Work instruction: Copy the lines below exactly. Start at the first and finish with the line containing "use std::path::PathBuf;".

= Beginning of Section =

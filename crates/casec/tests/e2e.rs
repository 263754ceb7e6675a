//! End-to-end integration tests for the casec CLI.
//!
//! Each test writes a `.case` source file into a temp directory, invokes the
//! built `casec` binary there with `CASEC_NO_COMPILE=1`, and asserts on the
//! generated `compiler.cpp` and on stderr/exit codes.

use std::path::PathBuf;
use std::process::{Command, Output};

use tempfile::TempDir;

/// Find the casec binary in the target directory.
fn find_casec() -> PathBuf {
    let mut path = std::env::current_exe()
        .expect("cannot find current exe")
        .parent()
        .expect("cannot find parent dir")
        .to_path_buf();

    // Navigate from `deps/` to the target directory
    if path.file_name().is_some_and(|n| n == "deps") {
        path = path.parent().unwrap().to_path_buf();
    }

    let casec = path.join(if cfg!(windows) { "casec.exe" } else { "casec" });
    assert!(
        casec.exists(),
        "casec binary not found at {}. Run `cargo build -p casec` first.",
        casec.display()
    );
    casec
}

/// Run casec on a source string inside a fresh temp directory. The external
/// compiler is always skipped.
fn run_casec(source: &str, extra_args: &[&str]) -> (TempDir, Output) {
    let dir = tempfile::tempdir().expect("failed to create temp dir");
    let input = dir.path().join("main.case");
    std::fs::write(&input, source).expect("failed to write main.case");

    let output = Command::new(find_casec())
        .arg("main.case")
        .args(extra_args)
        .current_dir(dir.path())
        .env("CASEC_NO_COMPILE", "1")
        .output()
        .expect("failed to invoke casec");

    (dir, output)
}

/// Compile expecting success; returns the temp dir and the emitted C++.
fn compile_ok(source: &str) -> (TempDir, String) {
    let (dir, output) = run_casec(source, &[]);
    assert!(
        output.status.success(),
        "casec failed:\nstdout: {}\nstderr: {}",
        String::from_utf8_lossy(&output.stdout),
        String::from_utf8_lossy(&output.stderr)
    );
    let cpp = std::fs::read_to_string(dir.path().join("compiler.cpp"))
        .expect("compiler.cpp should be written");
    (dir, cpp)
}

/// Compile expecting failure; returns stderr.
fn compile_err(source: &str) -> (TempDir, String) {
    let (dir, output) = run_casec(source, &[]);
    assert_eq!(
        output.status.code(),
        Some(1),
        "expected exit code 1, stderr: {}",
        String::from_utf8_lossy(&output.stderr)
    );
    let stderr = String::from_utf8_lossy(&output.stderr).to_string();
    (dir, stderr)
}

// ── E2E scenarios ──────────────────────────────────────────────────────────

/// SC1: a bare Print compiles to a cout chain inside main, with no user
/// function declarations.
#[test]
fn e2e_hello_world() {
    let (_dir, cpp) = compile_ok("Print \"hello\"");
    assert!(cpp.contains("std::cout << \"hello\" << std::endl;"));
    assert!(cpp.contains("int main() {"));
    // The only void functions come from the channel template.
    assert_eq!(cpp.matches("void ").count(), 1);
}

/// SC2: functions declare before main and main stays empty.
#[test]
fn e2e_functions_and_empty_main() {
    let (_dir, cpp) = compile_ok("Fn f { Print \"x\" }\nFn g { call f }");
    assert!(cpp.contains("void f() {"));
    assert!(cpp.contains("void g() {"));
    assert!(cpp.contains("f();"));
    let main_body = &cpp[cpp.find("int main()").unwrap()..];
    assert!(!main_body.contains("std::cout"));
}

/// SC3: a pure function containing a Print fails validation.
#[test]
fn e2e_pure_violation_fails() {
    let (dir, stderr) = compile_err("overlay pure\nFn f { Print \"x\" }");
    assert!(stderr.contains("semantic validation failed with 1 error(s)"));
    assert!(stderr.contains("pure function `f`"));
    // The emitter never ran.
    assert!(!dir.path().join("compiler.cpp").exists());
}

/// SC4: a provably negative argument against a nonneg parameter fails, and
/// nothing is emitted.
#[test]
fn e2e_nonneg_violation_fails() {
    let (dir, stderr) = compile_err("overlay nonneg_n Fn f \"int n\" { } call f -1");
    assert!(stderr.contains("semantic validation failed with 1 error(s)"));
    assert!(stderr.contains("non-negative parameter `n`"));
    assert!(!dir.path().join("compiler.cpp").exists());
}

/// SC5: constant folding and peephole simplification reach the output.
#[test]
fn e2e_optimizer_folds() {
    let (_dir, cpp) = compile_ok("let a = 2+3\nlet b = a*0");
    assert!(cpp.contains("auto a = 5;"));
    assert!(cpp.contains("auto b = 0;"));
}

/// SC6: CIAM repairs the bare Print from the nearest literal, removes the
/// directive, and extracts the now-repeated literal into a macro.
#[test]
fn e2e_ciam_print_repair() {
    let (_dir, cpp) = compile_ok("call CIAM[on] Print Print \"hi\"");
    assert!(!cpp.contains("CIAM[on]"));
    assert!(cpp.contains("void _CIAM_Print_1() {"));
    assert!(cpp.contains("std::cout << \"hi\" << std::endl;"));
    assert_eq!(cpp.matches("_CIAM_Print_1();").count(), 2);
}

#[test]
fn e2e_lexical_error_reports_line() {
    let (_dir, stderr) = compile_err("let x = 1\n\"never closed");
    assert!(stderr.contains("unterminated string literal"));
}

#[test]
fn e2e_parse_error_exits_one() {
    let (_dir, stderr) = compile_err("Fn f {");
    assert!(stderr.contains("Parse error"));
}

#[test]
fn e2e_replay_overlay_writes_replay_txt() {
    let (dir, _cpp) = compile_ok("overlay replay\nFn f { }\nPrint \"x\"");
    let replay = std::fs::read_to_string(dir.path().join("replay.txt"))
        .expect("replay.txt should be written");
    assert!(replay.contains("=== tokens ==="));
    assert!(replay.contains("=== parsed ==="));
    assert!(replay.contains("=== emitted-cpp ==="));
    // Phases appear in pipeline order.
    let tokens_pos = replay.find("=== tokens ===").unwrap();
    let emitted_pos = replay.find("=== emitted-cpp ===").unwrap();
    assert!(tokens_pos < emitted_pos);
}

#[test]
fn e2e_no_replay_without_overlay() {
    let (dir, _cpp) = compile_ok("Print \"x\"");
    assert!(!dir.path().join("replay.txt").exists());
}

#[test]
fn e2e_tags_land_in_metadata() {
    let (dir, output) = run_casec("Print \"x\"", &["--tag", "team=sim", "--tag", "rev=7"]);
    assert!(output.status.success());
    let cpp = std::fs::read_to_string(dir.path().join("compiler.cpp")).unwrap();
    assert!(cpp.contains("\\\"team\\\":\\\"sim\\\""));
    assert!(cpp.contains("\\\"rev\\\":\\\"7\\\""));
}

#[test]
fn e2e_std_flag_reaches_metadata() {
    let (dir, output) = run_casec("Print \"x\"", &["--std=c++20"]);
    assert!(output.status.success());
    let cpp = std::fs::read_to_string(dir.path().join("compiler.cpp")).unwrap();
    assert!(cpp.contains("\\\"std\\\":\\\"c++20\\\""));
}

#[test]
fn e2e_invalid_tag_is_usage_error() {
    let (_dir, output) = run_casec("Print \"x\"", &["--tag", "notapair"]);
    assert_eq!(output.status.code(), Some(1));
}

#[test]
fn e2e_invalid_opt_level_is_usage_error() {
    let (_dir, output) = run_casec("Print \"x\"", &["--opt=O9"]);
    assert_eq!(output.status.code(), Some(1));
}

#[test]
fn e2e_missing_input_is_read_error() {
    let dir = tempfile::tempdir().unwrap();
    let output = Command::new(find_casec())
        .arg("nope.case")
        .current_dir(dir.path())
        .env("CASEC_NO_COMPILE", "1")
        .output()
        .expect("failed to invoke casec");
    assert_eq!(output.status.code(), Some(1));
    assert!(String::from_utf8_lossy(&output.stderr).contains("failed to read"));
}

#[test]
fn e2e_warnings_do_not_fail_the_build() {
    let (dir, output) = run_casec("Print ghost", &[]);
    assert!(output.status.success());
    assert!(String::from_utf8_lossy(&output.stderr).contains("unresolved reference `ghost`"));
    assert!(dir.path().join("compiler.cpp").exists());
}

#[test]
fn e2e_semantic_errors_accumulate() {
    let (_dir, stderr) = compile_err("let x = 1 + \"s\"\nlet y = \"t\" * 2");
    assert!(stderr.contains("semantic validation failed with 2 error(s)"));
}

= End of Section =

Your solution:
filename crates/casec/tests/e2e.rs
repository 263754ceb7e6675a
//! End-to-end integration tests for the casec CLI.
//!
//! Each test writes a `.case` source file into a temp directory, invokes the
//! built `casec` binary there with `CASEC_NO_COMPILE=1`, and asserts on the
//! generated `compiler.cpp` and on stderr/exit codes.

use std::path::PathBuf;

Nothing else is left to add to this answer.